### TASK GOAL
Across the whole listing, filter for the string "mpsc" and copy every line that has it.

==== DATA FOR PROCESSING ====

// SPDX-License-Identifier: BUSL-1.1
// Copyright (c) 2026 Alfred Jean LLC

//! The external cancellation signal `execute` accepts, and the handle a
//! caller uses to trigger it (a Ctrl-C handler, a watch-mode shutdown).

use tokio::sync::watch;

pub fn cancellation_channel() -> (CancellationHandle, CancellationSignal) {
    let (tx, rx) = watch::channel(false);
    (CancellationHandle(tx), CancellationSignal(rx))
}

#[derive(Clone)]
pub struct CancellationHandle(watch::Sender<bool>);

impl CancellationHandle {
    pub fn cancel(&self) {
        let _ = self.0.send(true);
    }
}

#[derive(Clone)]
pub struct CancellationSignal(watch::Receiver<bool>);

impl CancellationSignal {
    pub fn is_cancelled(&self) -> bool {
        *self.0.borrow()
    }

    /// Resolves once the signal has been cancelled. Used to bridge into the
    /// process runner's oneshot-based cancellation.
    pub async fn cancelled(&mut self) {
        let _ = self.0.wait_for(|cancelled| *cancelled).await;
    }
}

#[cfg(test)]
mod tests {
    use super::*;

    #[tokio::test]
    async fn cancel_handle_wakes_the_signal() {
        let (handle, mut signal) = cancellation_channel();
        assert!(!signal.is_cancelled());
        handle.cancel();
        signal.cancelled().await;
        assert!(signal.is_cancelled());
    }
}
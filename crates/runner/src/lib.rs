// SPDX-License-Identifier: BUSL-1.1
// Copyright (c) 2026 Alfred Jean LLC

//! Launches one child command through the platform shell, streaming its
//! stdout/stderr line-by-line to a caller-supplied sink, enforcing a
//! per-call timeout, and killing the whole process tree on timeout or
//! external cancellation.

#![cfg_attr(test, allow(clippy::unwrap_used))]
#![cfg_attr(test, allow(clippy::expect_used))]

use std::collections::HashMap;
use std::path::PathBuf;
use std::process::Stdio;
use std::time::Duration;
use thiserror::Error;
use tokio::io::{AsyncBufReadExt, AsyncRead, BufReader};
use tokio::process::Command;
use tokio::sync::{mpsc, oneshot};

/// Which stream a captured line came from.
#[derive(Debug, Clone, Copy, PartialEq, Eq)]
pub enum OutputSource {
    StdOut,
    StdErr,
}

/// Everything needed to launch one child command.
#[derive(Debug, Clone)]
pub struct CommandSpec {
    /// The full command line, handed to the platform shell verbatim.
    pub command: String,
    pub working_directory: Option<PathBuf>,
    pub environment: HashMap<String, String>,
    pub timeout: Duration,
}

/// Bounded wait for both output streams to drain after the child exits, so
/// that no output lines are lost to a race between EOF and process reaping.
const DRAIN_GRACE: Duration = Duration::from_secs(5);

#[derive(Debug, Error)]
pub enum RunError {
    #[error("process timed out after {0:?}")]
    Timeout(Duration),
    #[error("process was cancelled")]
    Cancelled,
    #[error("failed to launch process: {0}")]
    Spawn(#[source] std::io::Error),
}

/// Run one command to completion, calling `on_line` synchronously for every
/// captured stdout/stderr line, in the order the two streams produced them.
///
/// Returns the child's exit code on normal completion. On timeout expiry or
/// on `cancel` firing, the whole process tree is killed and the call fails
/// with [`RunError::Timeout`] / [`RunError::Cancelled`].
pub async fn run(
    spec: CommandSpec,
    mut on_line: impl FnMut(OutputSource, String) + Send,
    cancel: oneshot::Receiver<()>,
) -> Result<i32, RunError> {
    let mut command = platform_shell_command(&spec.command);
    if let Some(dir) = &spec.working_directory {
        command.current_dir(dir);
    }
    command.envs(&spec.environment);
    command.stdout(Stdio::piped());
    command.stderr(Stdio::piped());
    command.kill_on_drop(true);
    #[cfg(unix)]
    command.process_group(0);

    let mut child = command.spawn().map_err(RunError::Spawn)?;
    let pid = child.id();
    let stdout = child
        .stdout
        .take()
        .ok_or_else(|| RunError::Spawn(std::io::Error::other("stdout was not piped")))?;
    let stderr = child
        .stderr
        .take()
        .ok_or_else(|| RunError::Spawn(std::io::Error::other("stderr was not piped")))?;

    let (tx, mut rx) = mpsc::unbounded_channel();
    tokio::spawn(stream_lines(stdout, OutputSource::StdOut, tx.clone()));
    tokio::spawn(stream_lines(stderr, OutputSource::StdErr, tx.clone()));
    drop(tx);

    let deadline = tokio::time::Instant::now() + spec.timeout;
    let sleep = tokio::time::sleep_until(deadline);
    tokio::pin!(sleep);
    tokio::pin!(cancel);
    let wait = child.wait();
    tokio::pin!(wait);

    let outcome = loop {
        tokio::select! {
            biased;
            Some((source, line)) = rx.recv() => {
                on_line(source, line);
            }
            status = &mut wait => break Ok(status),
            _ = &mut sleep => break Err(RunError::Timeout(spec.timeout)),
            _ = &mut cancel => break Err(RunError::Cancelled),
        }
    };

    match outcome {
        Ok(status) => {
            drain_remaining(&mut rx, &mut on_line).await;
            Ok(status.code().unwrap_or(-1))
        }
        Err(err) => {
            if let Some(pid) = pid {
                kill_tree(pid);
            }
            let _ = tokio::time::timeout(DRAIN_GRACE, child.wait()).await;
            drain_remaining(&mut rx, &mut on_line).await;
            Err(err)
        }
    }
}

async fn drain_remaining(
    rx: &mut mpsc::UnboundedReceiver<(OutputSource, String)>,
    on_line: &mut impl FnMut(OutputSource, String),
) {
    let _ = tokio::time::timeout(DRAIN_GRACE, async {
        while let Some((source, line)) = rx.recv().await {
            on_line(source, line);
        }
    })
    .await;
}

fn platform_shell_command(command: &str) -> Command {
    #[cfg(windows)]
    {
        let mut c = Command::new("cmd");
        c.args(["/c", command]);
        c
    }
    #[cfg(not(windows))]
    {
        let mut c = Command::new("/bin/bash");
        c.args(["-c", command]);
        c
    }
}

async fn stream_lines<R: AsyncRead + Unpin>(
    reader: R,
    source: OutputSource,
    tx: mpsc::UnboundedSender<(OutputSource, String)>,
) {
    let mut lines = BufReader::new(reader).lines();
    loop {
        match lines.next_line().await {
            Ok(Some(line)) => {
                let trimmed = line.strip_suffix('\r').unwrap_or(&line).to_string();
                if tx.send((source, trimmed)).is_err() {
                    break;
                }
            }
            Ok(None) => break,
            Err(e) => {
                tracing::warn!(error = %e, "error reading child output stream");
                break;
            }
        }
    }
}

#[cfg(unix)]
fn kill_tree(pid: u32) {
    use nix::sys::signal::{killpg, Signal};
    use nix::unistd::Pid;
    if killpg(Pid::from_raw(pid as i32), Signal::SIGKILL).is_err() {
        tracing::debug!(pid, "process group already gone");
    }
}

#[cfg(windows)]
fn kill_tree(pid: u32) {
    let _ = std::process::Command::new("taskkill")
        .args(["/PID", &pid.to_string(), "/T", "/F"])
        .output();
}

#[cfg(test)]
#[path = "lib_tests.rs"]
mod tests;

====
==== DATA FOR PROCESSING ====

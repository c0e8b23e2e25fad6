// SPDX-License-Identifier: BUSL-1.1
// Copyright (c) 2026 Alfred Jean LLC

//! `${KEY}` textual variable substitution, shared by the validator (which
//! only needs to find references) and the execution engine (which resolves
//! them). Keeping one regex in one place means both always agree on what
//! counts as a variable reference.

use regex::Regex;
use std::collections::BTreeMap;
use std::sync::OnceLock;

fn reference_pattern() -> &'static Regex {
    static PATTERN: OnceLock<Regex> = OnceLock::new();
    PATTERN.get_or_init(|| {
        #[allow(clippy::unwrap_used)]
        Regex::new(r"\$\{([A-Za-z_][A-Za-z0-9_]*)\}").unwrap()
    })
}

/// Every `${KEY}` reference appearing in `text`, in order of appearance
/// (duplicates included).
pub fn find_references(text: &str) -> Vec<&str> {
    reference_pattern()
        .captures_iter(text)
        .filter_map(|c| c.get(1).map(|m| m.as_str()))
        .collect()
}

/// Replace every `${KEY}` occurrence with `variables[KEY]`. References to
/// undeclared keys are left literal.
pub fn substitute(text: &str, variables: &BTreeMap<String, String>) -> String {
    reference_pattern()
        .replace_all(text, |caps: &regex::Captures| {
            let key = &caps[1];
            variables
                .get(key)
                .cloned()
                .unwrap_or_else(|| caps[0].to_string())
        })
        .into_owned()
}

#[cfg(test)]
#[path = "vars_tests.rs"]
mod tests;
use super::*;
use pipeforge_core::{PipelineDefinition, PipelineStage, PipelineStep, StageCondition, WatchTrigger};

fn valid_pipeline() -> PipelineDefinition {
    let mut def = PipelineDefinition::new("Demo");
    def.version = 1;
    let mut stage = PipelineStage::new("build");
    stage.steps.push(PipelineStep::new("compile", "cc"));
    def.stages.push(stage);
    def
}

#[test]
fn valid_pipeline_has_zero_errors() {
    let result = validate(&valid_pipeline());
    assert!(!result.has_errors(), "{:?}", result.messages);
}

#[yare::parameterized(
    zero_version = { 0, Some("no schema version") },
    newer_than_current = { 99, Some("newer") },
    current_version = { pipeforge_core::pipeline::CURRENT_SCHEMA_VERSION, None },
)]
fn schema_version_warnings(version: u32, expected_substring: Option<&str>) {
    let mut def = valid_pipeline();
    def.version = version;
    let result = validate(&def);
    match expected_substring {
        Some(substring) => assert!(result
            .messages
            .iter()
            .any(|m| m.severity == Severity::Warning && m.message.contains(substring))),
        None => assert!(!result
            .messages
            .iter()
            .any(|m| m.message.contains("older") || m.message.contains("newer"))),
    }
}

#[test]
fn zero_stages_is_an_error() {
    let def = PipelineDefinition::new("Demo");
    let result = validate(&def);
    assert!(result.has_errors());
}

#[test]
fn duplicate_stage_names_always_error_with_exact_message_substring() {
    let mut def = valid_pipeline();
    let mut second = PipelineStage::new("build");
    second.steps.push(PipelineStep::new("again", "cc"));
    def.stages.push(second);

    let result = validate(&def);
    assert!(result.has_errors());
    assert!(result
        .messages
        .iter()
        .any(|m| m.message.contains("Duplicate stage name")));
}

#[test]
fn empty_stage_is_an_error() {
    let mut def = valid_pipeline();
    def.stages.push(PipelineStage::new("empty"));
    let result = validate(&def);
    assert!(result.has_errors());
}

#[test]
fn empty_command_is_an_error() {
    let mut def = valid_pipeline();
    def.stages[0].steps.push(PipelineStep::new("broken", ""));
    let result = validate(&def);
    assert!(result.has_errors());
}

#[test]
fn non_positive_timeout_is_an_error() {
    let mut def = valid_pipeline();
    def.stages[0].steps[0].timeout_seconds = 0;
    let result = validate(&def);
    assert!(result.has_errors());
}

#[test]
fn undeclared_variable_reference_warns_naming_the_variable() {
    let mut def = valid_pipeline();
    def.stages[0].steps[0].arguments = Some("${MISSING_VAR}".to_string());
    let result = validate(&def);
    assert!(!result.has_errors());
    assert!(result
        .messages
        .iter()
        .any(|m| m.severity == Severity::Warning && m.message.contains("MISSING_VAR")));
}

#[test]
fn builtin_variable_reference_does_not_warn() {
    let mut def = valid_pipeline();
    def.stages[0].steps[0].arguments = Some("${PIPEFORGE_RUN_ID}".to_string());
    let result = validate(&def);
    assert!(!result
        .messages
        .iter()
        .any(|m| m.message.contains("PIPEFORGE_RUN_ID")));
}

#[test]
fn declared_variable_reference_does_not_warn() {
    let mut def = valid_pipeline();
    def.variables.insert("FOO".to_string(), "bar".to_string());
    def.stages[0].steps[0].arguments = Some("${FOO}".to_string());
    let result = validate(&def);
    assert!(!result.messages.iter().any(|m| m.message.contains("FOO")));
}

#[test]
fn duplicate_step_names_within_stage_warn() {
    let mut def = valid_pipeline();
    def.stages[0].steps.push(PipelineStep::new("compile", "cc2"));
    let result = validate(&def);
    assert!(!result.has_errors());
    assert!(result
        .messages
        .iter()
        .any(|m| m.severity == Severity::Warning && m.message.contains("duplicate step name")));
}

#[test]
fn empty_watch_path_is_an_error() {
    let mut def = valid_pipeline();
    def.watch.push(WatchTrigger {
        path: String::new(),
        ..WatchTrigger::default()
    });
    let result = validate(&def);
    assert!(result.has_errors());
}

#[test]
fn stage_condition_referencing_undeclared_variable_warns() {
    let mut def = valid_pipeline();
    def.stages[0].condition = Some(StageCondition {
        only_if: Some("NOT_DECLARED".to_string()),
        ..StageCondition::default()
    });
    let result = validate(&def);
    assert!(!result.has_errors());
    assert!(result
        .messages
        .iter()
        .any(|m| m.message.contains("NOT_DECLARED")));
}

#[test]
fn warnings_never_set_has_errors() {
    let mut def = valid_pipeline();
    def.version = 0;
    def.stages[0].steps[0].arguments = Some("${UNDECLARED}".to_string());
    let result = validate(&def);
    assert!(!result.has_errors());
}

====

### COMPLETED EXERCISE
use tokio::sync::{mpsc, oneshot};
    let (tx, mut rx) = mpsc::unbounded_channel();
    rx: &mut mpsc::UnboundedReceiver<(OutputSource, String)>,
    tx: mpsc::UnboundedSender<(OutputSource, String)>,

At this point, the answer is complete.